Once it was known that the dental surgeon had left the German city, the last hope for Rzhevskaya was Heusermann, whom they quickly located, interrogated and asked to make a sketch of Hitler's teeth before showing her the alleged remains of it. Both the drawing and the subsequent statements by Dr. Blaschke's assistant, once the teeth were shown to her, seemed to confirm that they were those of Adolf Hitler. Both women never saw each other again and Rzhevskaya never imagined what would happen to Heusermann. The young German, after being again interrogated for hours by Russian agents, and insisting that the remains of the teeth belonged to the Führer, would end up being arrested and sent to a prison in Moscow, where she would spend several years, before being transferred to a gulag -forced labor camp- in Siberia. Crude accusations weighed against her -being a collaborator in the maintenance of a bourgeois regime- were engineered to justify her imprisonment and thus prevent her from revealing the great secret that the Russian dictator Stalin treasured. For Käthe Heusermann, this nightmare would last a decade until her final release.
And what was that great secret that the Soviet regime so carefully guarded? Well, precisely the confirmation of Hitler's death, something that Stalin himself would have hidden from the US President, Harry S. Truman, and the British Prime Minister, Winston Churchill, during the Potsdam Conference (1945), where precisely he would have told them the opposite: that Hitler had fled and was alive. Hence the importance for the Kremlin of ensuring the silence of Käthe Heusermann, the only one capable of revealing this privileged information held by the Russians.
An Unexpected List
Our other protagonist, Rzhevskaya, turned into a renowned writer, decided in 1965 to publish the book Berlin, May 1945 about her experience 20 years ago, as well as about the procedure of the Russian secret services, seeking to bring to light the truth of what she had experienced in the first person, and that had little or nothing to do with the lies fabricated by the Stalinist regime in this regard. To do this, despite great difficulties, she managed to access the archives of the then KGB, where she would come across a document containing a list of names of German citizens who had been deported to Russia. To her great astonishment, among them was that of Käthe Heusermann, with whom two decades earlier, if not a friendship as is logical, the now writer maintained a cordial relationship during those difficult days after the war.

In any case, Elena Rzhevskaya's book, although published, would be previously censored by the Russian secret service itself, so it would be necessary to wait for the fall of the Soviet Union at the dawn of the 1990s to be made public a large number of classified documents related to the death and remains of Hitler.

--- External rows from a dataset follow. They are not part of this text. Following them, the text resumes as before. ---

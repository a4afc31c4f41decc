// ABOUTME: Integration tests for the body-composition trend
// ABOUTME: Covers per-metric independence, mean rounding, estimation flags, and raw mode
//
// SPDX-License-Identifier: MIT OR Apache-2.0
// Copyright (c) 2025 Liftbook

#![allow(clippy::unwrap_used, clippy::expect_used, clippy::panic)]

use chrono::{DateTime, Local, NaiveDate, TimeZone};

use liftbook_insights::{BodyMeasurement, EngineConfig, TrendEngine, TrendInterval, TrendPeriod};

fn date(y: i32, m: u32, d: u32) -> NaiveDate {
    NaiveDate::from_ymd_opt(y, m, d).unwrap()
}

fn noon(y: i32, m: u32, d: u32) -> DateTime<Local> {
    Local.with_ymd_and_hms(y, m, d, 12, 0, 0).unwrap()
}

fn weigh_in(
    body_weight_kg: Option<f64>,
    muscle_mass_kg: Option<f64>,
    body_fat_pct: Option<f64>,
    at: DateTime<Local>,
) -> BodyMeasurement {
    BodyMeasurement {
        height_cm: None,
        body_weight_kg,
        muscle_mass_kg,
        body_fat_pct,
        recorded_at: at,
    }
}

fn engine() -> TrendEngine {
    TrendEngine::anchored(date(2025, 6, 15), EngineConfig::default())
}

#[test]
fn test_single_measurement_bucket_is_exact() {
    let measurements = vec![weigh_in(Some(82.3), None, None, noon(2025, 6, 10))];
    let report = engine().body_composition_trend(
        &measurements,
        TrendPeriod::OneMonth,
        TrendInterval::Month,
    );

    assert_eq!(report.body_weight.len(), 1);
    assert_eq!(report.body_weight[0].label, "2025-06");
    assert!((report.body_weight[0].value.unwrap() - 82.3).abs() < 1e-9);
    assert!(!report.body_weight[0].estimated);
    assert!(report.muscle_mass.is_empty());
    assert!(report.body_fat.is_empty());
}

#[test]
fn test_bucket_mean_rounds_to_one_decimal_and_is_estimated() {
    let measurements = vec![
        weigh_in(Some(80.0), None, None, noon(2025, 6, 3)),
        weigh_in(Some(81.5), None, None, noon(2025, 6, 10)),
    ];
    let report = engine().body_composition_trend(
        &measurements,
        TrendPeriod::OneMonth,
        TrendInterval::Month,
    );

    // (80.0 + 81.5) / 2 = 80.75, reported as 80.8.
    assert!((report.body_weight[0].value.unwrap() - 80.8).abs() < 1e-9);
    assert!(report.body_weight[0].estimated);
}

#[test]
fn test_metrics_average_and_flag_independently() {
    let measurements = vec![
        weigh_in(Some(80.0), None, Some(20.0), noon(2025, 6, 3)),
        weigh_in(Some(82.0), None, None, noon(2025, 6, 5)),
    ];
    let report = engine().body_composition_trend(
        &measurements,
        TrendPeriod::OneMonth,
        TrendInterval::Month,
    );

    // Weight averaged two samples; fat came from a single reading in a
    // narrow date range, so it stays exact.
    assert!((report.body_weight[0].value.unwrap() - 81.0).abs() < 1e-9);
    assert!(report.body_weight[0].estimated);
    assert!((report.body_fat[0].value.unwrap() - 20.0).abs() < 1e-9);
    assert!(!report.body_fat[0].estimated);
    assert!(report.muscle_mass.is_empty());
}

#[test]
fn test_wide_date_spread_marks_even_single_readings_estimated() {
    // Two weigh-ins 85 days apart inside one quarter: the bucket's dates
    // cover more than 80% of its 90-day width, so even the metric that got
    // a single reading is not representative of the span it labels.
    let anchor = TrendEngine::anchored(date(2025, 3, 31), EngineConfig::default());
    let measurements = vec![
        weigh_in(Some(80.0), None, Some(20.0), noon(2025, 1, 2)),
        weigh_in(Some(82.0), None, None, noon(2025, 3, 28)),
    ];
    let report = anchor.body_composition_trend(
        &measurements,
        TrendPeriod::SixMonths,
        TrendInterval::Quarter,
    );

    assert_eq!(report.body_fat.len(), 1);
    assert_eq!(report.body_fat[0].label, "2025-Q1");
    assert!(report.body_fat[0].estimated);

    // Raising the allowed spread past the actual one clears the flag.
    let lenient = TrendEngine::anchored(
        date(2025, 3, 31),
        EngineConfig {
            sparse_span_ratio: 1.0,
            ..EngineConfig::default()
        },
    );
    let report = lenient.body_composition_trend(
        &measurements,
        TrendPeriod::SixMonths,
        TrendInterval::Quarter,
    );
    assert!(!report.body_fat[0].estimated);
    assert!(report.body_weight[0].estimated);
}

#[test]
fn test_empty_buckets_are_omitted_per_metric() {
    let measurements = vec![weigh_in(Some(81.0), Some(36.2), None, noon(2025, 2, 14))];
    let report = engine().body_composition_trend(
        &measurements,
        TrendPeriod::SixMonths,
        TrendInterval::Month,
    );

    assert_eq!(report.body_weight.len(), 1);
    assert_eq!(report.body_weight[0].label, "2025-02");
    assert_eq!(report.muscle_mass.len(), 1);
    assert!(report.body_fat.is_empty());
}

#[test]
fn test_raw_mode_emits_each_sample_unrounded() {
    let measurements = vec![
        weigh_in(Some(83.456), None, Some(21.05), noon(2025, 6, 10)),
        weigh_in(Some(83.1), None, None, noon(2025, 6, 10)),
    ];
    let report =
        engine().body_composition_trend(&measurements, TrendPeriod::OneMonth, TrendInterval::All);

    // Both same-day samples survive as separate raw points.
    assert_eq!(report.body_weight.len(), 2);
    assert_eq!(report.body_weight[0].label, "2025-06-10");
    assert!((report.body_weight[0].value.unwrap() - 83.456).abs() < 1e-12);
    assert!((report.body_weight[1].value.unwrap() - 83.1).abs() < 1e-12);
    assert!((report.body_fat[0].value.unwrap() - 21.05).abs() < 1e-12);
    for point in report.body_weight.iter().chain(report.body_fat.iter()) {
        assert!(!point.estimated);
    }
}

#[test]
fn test_non_finite_values_are_dropped_not_propagated() {
    let measurements = vec![
        weigh_in(Some(f64::NAN), Some(f64::INFINITY), Some(20.0), noon(2025, 6, 10)),
        weigh_in(Some(81.0), None, None, noon(2025, 6, 12)),
    ];
    let report = engine().body_composition_trend(
        &measurements,
        TrendPeriod::OneMonth,
        TrendInterval::Month,
    );

    // The NaN weight is excluded from numerator and denominator alike.
    assert!((report.body_weight[0].value.unwrap() - 81.0).abs() < 1e-9);
    assert!(report.muscle_mass.is_empty());
    assert!((report.body_fat[0].value.unwrap() - 20.0).abs() < 1e-9);
}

According to them, the Russians had secretly not only had pieces of his teeth in their possession, but also parts of his skull, in one of which there was a bullet hole, which would confirm the Führer's suicide. Among these documents there would be a key one, signed in 1970 by the then head of the KGB, Yuri Andropov, in which the destruction of Hitler's remains is authorized, closing the file.
The information collected in this article is based on the documentary The Death of Hitler: The Story of a State Secret, directed by Nina Beliaeva and Jean-Pierre Bozon, which clashes with those who maintain that Hitler's death is by no means a closed file, but rather it is still too open to settle the matter.